Diese Sichtweise ist verkürzt."

Jarren geht in seinem Beitrag vor allem auf die Funktion der Massenmedien als Intermediäre in einer Gesellschaft ein.

"Die Rezipienten nutzen die Massenmedien, um sich über Themen zu orientieren. Und da sie wissen, dass auch andere Rezipienten so handeln, können sie sich über deren Beobachtungen zugleich orientieren – nicht im Detail, wohl aber in einem allgemeinen Sinn, denn das reicht für das eigene Entscheidungsverhalten bereits aus, zumal für eine Entscheidung über allgemeine soziale Vorgänge. Die Beobachtung der gesamtgesellschaftlichen Entscheidungsagenda über Massenmedien ist aufgrund des einfachen, raschen wie kostengünstigen Zugangs zu ihnen für alle Gesellschaftsmitglieder effizient."

Wenn Jarren sagt, dass in der aktuellen Debatte um die Zukunft der Medien ein "naives Medienverständnis" dominiert, dann ist dem sicher beizupflichten. Denn die allzu oft anzutreffende pauschalierende, oberflächiche und polemisierende Diskussion trifft kaum den Kern.

Nichtsdestotrotz muss man auch den 'neuen Medien' zugestehen, dass sie inzwischen eine Rolle in der Gesellschaft gefunden haben. In seinem Beitrag "Das Internet fördert die Demokratie" diskutiert der Blogger Ronnie Grob, der auch für medienlese.com bloggt, die demokratisierende Wirkung des Internet an sich um im Bereich der Medien speziell. Er spricht von der "Demokratisierung der Produktionsmittel", zitiert die "erzdemokratischen Züge einzelner Webprojekte" anhand von Beispielen, von denen man allerdings nicht weiss, wie nachhaltig sie sind bzw. sein werden oder wie repräsentativ sie sind, denn die genannten Beispiele sind nicht zum ersten Mal beschrieben. Obama muss (wieder einmal) als "Avantgardist" der neuen Medien herhalten. Und wie in vielen Diskussionen wird ein Gegensatz aufgebaut: Hier die 'Weisheit der Vielen', dort die 'Elitären', die gebildete Elite'. Ist das wirklich hilfreich? Sind die Nutzung des Internet als Kommunkikationsmittel einerseits und die klassischen Medien andererseits ein Widerspruch, ein Entweder - Oder? Ganz sicher nicht,und man könnte auch hier Beispiele aufzeigen, wie traditionelle und neue Medien sich wohltuend ergänzen. (Was Jarren übrigens in seinem dem NZZ Artikel zugrunde liegenden Beitrag tut)

Jarren und Grob beschäftigen sich beide aus ihrer Perspektive - hier der Wissenschaftler, dort der Blogger - mit dem gleichen Phänomen und kommen zu sehr unterschiedlichen Ergebnissen.
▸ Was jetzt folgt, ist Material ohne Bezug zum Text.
//! Wrap strategy: surround resolved ranges with `mark` elements.

use super::{
    wrap_fill, ClickDisposition, HighlightController, HIGHLIGHT_ID_ATTR, WRAPPER_CLASS,
    WRAPPER_TAG,
};
use crate::document::{Document, NodeId, TextRange};
use crate::models::{HighlightColor, HighlightId};
use crate::util::char_len;

#[derive(Debug, Clone, Copy, Default)]
pub struct WrapRenderer;

impl WrapRenderer {
    /// Remove every wrapper under `root`, keeping its contents in place.
    ///
    /// Must run before a pass inserts new wrappers, or stale marks would
    /// nest inside fresh ones. Returns the number of wrappers removed.
    pub fn clear(&self, doc: &mut Document, root: NodeId) -> usize {
        let wrappers: Vec<NodeId> = doc
            .elements_with_class(root, WRAPPER_CLASS)
            .into_iter()
            .filter(|node| *node != root)
            .collect();

        for wrapper in &wrappers {
            let Some(parent) = doc.parent(*wrapper) else {
                continue;
            };
            for child in doc.children(*wrapper).to_vec() {
                doc.insert_before(parent, child, *wrapper);
            }
            doc.detach(*wrapper);
        }

        if !wrappers.is_empty() {
            doc.normalize(root);
            tracing::debug!("Removed {} highlight wrappers", wrappers.len());
        }
        wrappers.len()
    }

    /// Wrap `range` in a single highlight element.
    ///
    /// Fails when the boundaries sit under different parents, since a single
    /// element could not contain the range without splitting an element.
    pub fn surround(
        &self,
        doc: &mut Document,
        range: &TextRange,
        highlight_id: &HighlightId,
        color: HighlightColor,
    ) -> Option<NodeId> {
        if range.is_collapsed() {
            return None;
        }
        let parent = doc.parent(range.start.node)?;
        if doc.parent(range.end.node) != Some(parent)
            || !doc.is_text(range.start.node)
            || !doc.is_text(range.end.node)
        {
            return None;
        }

        let end_len = doc.text(range.end.node).map_or(0, char_len);
        if range.end.offset < end_len {
            doc.split_text(range.end.node, range.end.offset);
        }
        let (first, last) = if range.start.node == range.end.node {
            if range.start.offset > 0 {
                let middle = doc.split_text(range.start.node, range.start.offset);
                (middle, middle)
            } else {
                (range.start.node, range.start.node)
            }
        } else if range.start.offset > 0 {
            (
                doc.split_text(range.start.node, range.start.offset),
                range.end.node,
            )
        } else {
            (range.start.node, range.end.node)
        };

        let siblings = doc.children(parent);
        let from = siblings.iter().position(|node| *node == first)?;
        let to = siblings.iter().position(|node| *node == last)?;
        if to < from {
            return None;
        }
        let moved = siblings[from..=to].to_vec();

        let mark = doc.create_element(WRAPPER_TAG);
        if let Some(data) = doc.element_mut(mark) {
            data.set_attr("class", WRAPPER_CLASS);
            data.set_attr(HIGHLIGHT_ID_ATTR, highlight_id.as_str());
            data.set_attr("style", format!("background-color: {};", wrap_fill(color)));
        }
        doc.insert_before(parent, mark, first);
        for node in moved {
            doc.append_child(mark, node);
        }
        Some(mark)
    }

    /// Highlight id of the wrapper containing `node`, if any.
    pub fn hit(&self, doc: &Document, node: NodeId) -> Option<HighlightId> {
        std::iter::once(node)
            .chain(doc.ancestors(node))
            .filter_map(|candidate| doc.element(candidate))
            .find(|data| data.has_class(WRAPPER_CLASS))
            .and_then(|data| data.attr(HIGHLIGHT_ID_ATTR))
            .map(HighlightId::from)
    }

    /// Route a click on `node` to `controller` when it lands on a highlight.
    pub fn dispatch_click(
        &self,
        doc: &Document,
        node: NodeId,
        controller: &mut dyn HighlightController,
    ) -> ClickDisposition {
        match self.hit(doc, node) {
            Some(id) => {
                controller.on_highlight_click(&id);
                ClickDisposition::Handled
            }
            None => ClickDisposition::Propagate,
        }
    }
}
Allerdings sind die Ebenen der Diskussionen in den beiden Artikeln weit auseinander, eine Gegenüberstellung der Argumente ist kaum durchführbar. Ein aktuelles, direktes Streitgespräch wäre sicher spannend!

In einem dritten Beitrag mit dem Titel "Ohne Elite geht es nicht" fasst ras. die beiden Artikel zusammen.


* Der Beitrag basiert auf dem Aufsatz "Massenmedien als Intermediäre. Zur anhaltenden Relevanz der Massenmedien für die öffentliche Kommunikation", Medien & Kommunikationswissenschaft, 3-4/2008.

1 Kommentar:

hdzimmermann hat gesagt…

Hab's erst heute gelesen: Nature hat am 26.2.09 das Editorial "It's good to blog" publiziert und zeigt ein entspanntes Verhältnis zum Bloggen und redet der Koexistenz von Blogospähre und klassischen (Massen-) Medien das Wort: "The blogosphere differs from mass media and specialized media in many respects, but the same considerations apply in disseminating new scientific results there. Authors of papers in press have the right to correct misrepresentations and to point to results that will appear in a paper. But a full discussion should await the paper's publication.
Indeed, researchers would do well to blog more than they do."

Und: "Moreover, there are societal debates that have much to gain from the uncensored voices of researchers."